We improved our post-onboarding experience. We made some changes to make it clearer to the customer which PayPal products or offerings are right for their business, and streamlined our documentation. We aim to make it as easy as possible for customers to get up and running with PayPal.
In Commerce Services, we undertook the task to make the merchant experience simple, easy to start, frictionless, seamlessly integrated and personalized.
Our team of awesome engineers and product managers, guided by our engineering leadership, have come up with a simplified and personalized home page experience, revised navigation and a brand new App Center experience with a few curated products to start with under the umbrella of the PayPal Commerce Platform.
How did we make the merchant experience more seamless?
If I backtrack and talk about our legacy dashboard experience, we had a monolith app where any change would take a lot of effort to release because of the complexity involved with tightly coupled UI components and services.
To solve this, we adopted a fragments-based approach popularly known as Micro Frontend Architecture in the Frontend world, in which the UI components on a page/route are independent of each other in terms of team ownership, development and deployment. These components, or fragments, packaged in a node module, are independently published and come with the same base look and feel to keep the overall look and feel of the page consistent. These fragments are stitched together and served through an orchestration service.
Here’s a glimpse of the new homepage where each section or tile is a fragment, namely- Quick Links, Quick Actions, Balance tile, Money In, Money Out, and Setup cards.
These fragments are predominantly React components packaged in a node module but can be built by using any other JS lib (Angular, Vue, etc.) or just vanilla JS, HTML and CSS.
Each of these fragments is owned, developed and maintained by separate teams. If you want to learn more about Micro Frontend at PayPal, here’s a link to our previous post.
From the merchant’s perspective, they see a snappier, personalized, and simplified experience with faster load time and fewer errors as these HTTP requests are parallel and load these chunks independently.
The high-level flow diagram represents the tiers of web communication we have with frontend service being the web UI.
Let’s move on to the App Center and talk about it briefly.
The App Center is a redefined version of the previous “Tools Page” with a new, clean, and modern look and feel. This page constitutes vertically stacked sections that include personalized product recommendations and product grouping by capability, partners, and marketplaces. It has a front-end search feature to help merchants find the right product with a quick text search.
The experience is powered by an internal content management service to serve localized content and images based on the user’s geolocation and is available to both authenticated and anonymous users. Let’s call this service Service B for reference.
With the help of Service B, the app center team was able to replace about 147 old marketing pages with 37 more relevant product detail pages, which resulted in enhanced product discoverability and SEO ranking.
Also, this enabled the team to push the changes live without any code deployment, just by updating certain fields in the Service B UI interface. Now, it takes less than 15 minutes to push these changes live!

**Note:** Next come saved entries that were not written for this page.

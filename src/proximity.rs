//! Distances from points to rectangle boundaries, and a value oracle that
//! picks the closest of a set of labelled rectangles.
//!
//! A point inside a rectangle is always closer to it than to a rectangle
//! that does not contain it. Otherwise, the rectangle whose boundary is the
//! closest in Manhattan distance wins.

use crate::geometry::Point;
use crate::geometry::Rectangle;
use std::cmp::Ordering;

/// Signed offsets of a point from each side of a rectangle.
///
/// Offsets are measured along the positive axes: a negative `from_left`
/// means the point is left of the rectangle, a negative `from_bottom` means
/// it is above the bottom side.
#[derive(Clone, Copy, Debug, PartialEq)]
pub struct ManhattanOffset {
    pub from_left: f64,
    pub from_right: f64,
    pub from_top: f64,
    pub from_bottom: f64,
}

impl ManhattanOffset {
    pub fn between(rectangle: &Rectangle, p: Point) -> Self {
        Self {
            from_left: p.x - rectangle.left(),
            from_right: p.x - rectangle.right(),
            from_top: p.y - rectangle.top(),
            from_bottom: p.y - rectangle.bottom(),
        }
    }
}

/// Closest vertical side of a rectangle, and on which side of it the point
/// lies.
#[derive(Clone, Copy, Debug, PartialEq, Eq)]
pub enum HorizontalSide {
    LeftOut,
    LeftIn,
    RightIn,
    RightOut,
}

impl HorizontalSide {
    pub fn is_in(self) -> bool {
        matches!(self, HorizontalSide::LeftIn | HorizontalSide::RightIn)
    }
}

/// Closest horizontal side of a rectangle, and on which side of it the point
/// lies.
#[derive(Clone, Copy, Debug, PartialEq, Eq)]
pub enum VerticalSide {
    TopOut,
    TopIn,
    BottomIn,
    BottomOut,
}

impl VerticalSide {
    pub fn is_in(self) -> bool {
        matches!(self, VerticalSide::TopIn | VerticalSide::BottomIn)
    }
}

#[derive(Clone, Copy, Debug, PartialEq)]
pub struct MinDistances {
    /// Distance to the closest side.
    pub min_distance: f64,
    /// Distance to the closest of the left and right sides.
    pub horizontal_distance: f64,
    /// Distance to the closest of the top and bottom sides.
    pub vertical_distance: f64,
    pub horizontal: HorizontalSide,
    pub vertical: VerticalSide,
}

impl MinDistances {
    pub fn from_offset(offset: &ManhattanOffset) -> Self {
        let left = offset.from_left.abs();
        let right = offset.from_right.abs();
        let top = offset.from_top.abs();
        let bottom = offset.from_bottom.abs();

        let horizontal = if left < right {
            if offset.from_left >= 0.0 {
                HorizontalSide::LeftIn
            } else {
                HorizontalSide::LeftOut
            }
        } else if offset.from_right > 0.0 {
            HorizontalSide::RightOut
        } else {
            HorizontalSide::RightIn
        };

        let vertical = if top < bottom {
            if offset.from_top >= 0.0 {
                VerticalSide::TopIn
            } else {
                VerticalSide::TopOut
            }
        } else if offset.from_bottom > 0.0 {
            VerticalSide::BottomOut
        } else {
            VerticalSide::BottomIn
        };

        Self {
            min_distance: left.min(right).min(top).min(bottom),
            horizontal_distance: left.min(right),
            vertical_distance: top.min(bottom),
            horizontal,
            vertical,
        }
    }

    pub fn between(rectangle: &Rectangle, p: Point) -> Self {
        Self::from_offset(&ManhattanOffset::between(rectangle, p))
    }

    /// Whether the point lies in the rectangle, borders included.
    pub fn contains(&self) -> bool {
        self.horizontal.is_in() && self.vertical.is_in()
    }

    /// Manhattan distance from the point to the rectangle's boundary.
    pub fn manhattan_distance(&self) -> f64 {
        match (self.horizontal.is_in(), self.vertical.is_in()) {
            (true, true) => self.horizontal_distance.min(self.vertical_distance),
            (true, false) => self.vertical_distance,
            (false, true) => self.horizontal_distance,
            (false, false) => self.horizontal_distance + self.vertical_distance,
        }
    }
}

/// Orders distances from closest to farthest: containing rectangles first,
/// then by Manhattan distance to the boundary.
pub fn cmp_by_boundary_distance(a: &MinDistances, b: &MinDistances) -> Ordering {
    b.contains().cmp(&a.contains()).then_with(|| {
        a.manhattan_distance()
            .partial_cmp(&b.manhattan_distance())
            .unwrap_or(Ordering::Equal)
    })
}

/// A value oracle mapping points to the label of the closest rectangle.
///
/// # Example
///
/// ```rust
/// use rectiles::NearestRectangle;
/// use rectiles::Point;
/// use rectiles::Rectangle;
///
/// let oracle: NearestRectangle<_> = [
///     (Rectangle::new(0.0, 0.0, 2.0, 2.0), 'a'),
///     (Rectangle::new(6.0, 0.0, 2.0, 2.0), 'b'),
/// ]
/// .into_iter()
/// .collect();
///
/// assert_eq!(oracle.value_at(Point::new(1.0, 1.0)), Some('a'));
/// assert_eq!(oracle.value_at(Point::new(5.0, 4.0)), Some('b'));
/// ```
#[derive(Clone, Debug, Default)]
pub struct NearestRectangle<V> {
    rectangles: Vec<(Rectangle, V)>,
}

impl<V> NearestRectangle<V> {
    pub fn new(rectangles: Vec<(Rectangle, V)>) -> Self {
        Self { rectangles }
    }

    pub fn rectangles(&self) -> &[(Rectangle, V)] {
        &self.rectangles
    }

    /// The closest rectangle to `p` with its distances. The first one wins on
    /// ties.
    pub fn nearest(&self, p: Point) -> Option<(&Rectangle, &V, MinDistances)> {
        self.rectangles
            .iter()
            .map(|(rectangle, value)| (rectangle, value, MinDistances::between(rectangle, p)))
            .min_by(|(_, _, a), (_, _, b)| cmp_by_boundary_distance(a, b))
    }
}

impl<V: Clone> NearestRectangle<V> {
    /// The label of the closest rectangle to `p`, or `None` if there are no
    /// rectangles.
    pub fn value_at(&self, p: Point) -> Option<V> {
        self.nearest(p).map(|(_, value, _)| value.clone())
    }
}

impl<V> FromIterator<(Rectangle, V)> for NearestRectangle<V> {
    fn from_iter<I: IntoIterator<Item = (Rectangle, V)>>(iter: I) -> Self {
        Self::new(iter.into_iter().collect())
    }
}

#[cfg(test)]
mod tests {
    use super::*;

    #[test]
    fn test_offsets() {
        let rectangle = Rectangle::new(0., 1., 13.4375, 21.);
        let offset = ManhattanOffset::between(&rectangle, Point::new(0., 0.));
        assert_eq!(
            offset,
            ManhattanOffset {
                from_left: 0.,
                from_right: -13.4375,
                from_top: -1.,
                from_bottom: -22.,
            }
        );

        let distances = MinDistances::from_offset(&offset);
        assert_eq!(distances.horizontal, HorizontalSide::LeftIn);
        assert_eq!(distances.vertical, VerticalSide::TopOut);
        assert_eq!(distances.min_distance, 0.);
        assert!(!distances.contains());
        assert_eq!(distances.manhattan_distance(), 1.);
    }

    #[test]
    fn test_sides() {
        let rectangle = Rectangle::new(0., 0., 10., 10.);
        let at = |x, y| MinDistances::between(&rectangle, Point::new(x, y));

        let inside = at(2., 7.);
        assert_eq!(inside.horizontal, HorizontalSide::LeftIn);
        assert_eq!(inside.vertical, VerticalSide::BottomIn);
        assert!(inside.contains());
        assert_eq!(inside.manhattan_distance(), 2.);

        let outside = at(13., -4.);
        assert_eq!(outside.horizontal, HorizontalSide::RightOut);
        assert_eq!(outside.vertical, VerticalSide::TopOut);
        assert!(!outside.contains());
        assert_eq!(outside.manhattan_distance(), 7.);

        let below = at(4., 12.);
        assert_eq!(below.horizontal, HorizontalSide::LeftIn);
        assert_eq!(below.vertical, VerticalSide::BottomOut);
        assert_eq!(below.manhattan_distance(), 2.);

        // Borders are inside.
        assert!(at(10., 10.).contains());
    }

    #[test]
    fn test_containment_wins() {
        let big = Rectangle::new(0., 0., 100., 100.);
        let small = Rectangle::new(51., 50., 1., 1.);
        let p = Point::new(50., 50.);

        let in_big = MinDistances::between(&big, p);
        let near_small = MinDistances::between(&small, p);
        assert!(in_big.manhattan_distance() > near_small.manhattan_distance());
        assert_eq!(
            cmp_by_boundary_distance(&in_big, &near_small),
            Ordering::Less
        );
        assert_eq!(
            cmp_by_boundary_distance(&near_small, &in_big),
            Ordering::Greater
        );
    }

    #[test]
    fn test_nearest_rectangle() {
        let oracle = NearestRectangle::new(vec![
            (Rectangle::new(0., 0., 4., 4.), 0),
            (Rectangle::new(2., 2., 4., 4.), 1),
            (Rectangle::new(10., 0., 2., 2.), 2),
        ]);

        // In both of the first two: the closest boundary wins.
        assert_eq!(oracle.value_at(Point::new(3.5, 3.5)), Some(0));
        assert_eq!(oracle.value_at(Point::new(2.5, 2.5)), Some(1));
        assert_eq!(oracle.value_at(Point::new(13., 1.)), Some(2));

        // Tie between 0 and 1: the first one wins.
        assert_eq!(oracle.value_at(Point::new(3., 3.)), Some(0));

        let empty: NearestRectangle<u8> = NearestRectangle::default();
        assert_eq!(empty.value_at(Point::new(0., 0.)), None);
    }
}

Personalized product recommendation is powered by another node service which talks to a recommendation model and qualified business rules to recommend products/apps based on merchant profile, browsing history, and app usage.
In the top navigation panel, we categorized the links and logically placed them under the corresponding parent link where they fit best. We’ve also created some new parent links based on the grouping we needed. For example, “Pay & Get Paid” is a new parent with all the payment-related links under it. This makes it easier for the merchants to see all the links in one place and navigate accordingly. Similarly, we added other new groups:
* Marketing For Growth
* App Center
This is a broad overview of how we transformed the SMB merchant experience in a matter of few months considering the complexity involved in coordinating across various different engineering teams and their release cycles. The journey started in October 2019 with a small brainstorming session about how to make the merchant experience better, and here we are with 100% ramp with our SMB merchant accounts in the US, UK, France, Italy, Spain and Israel!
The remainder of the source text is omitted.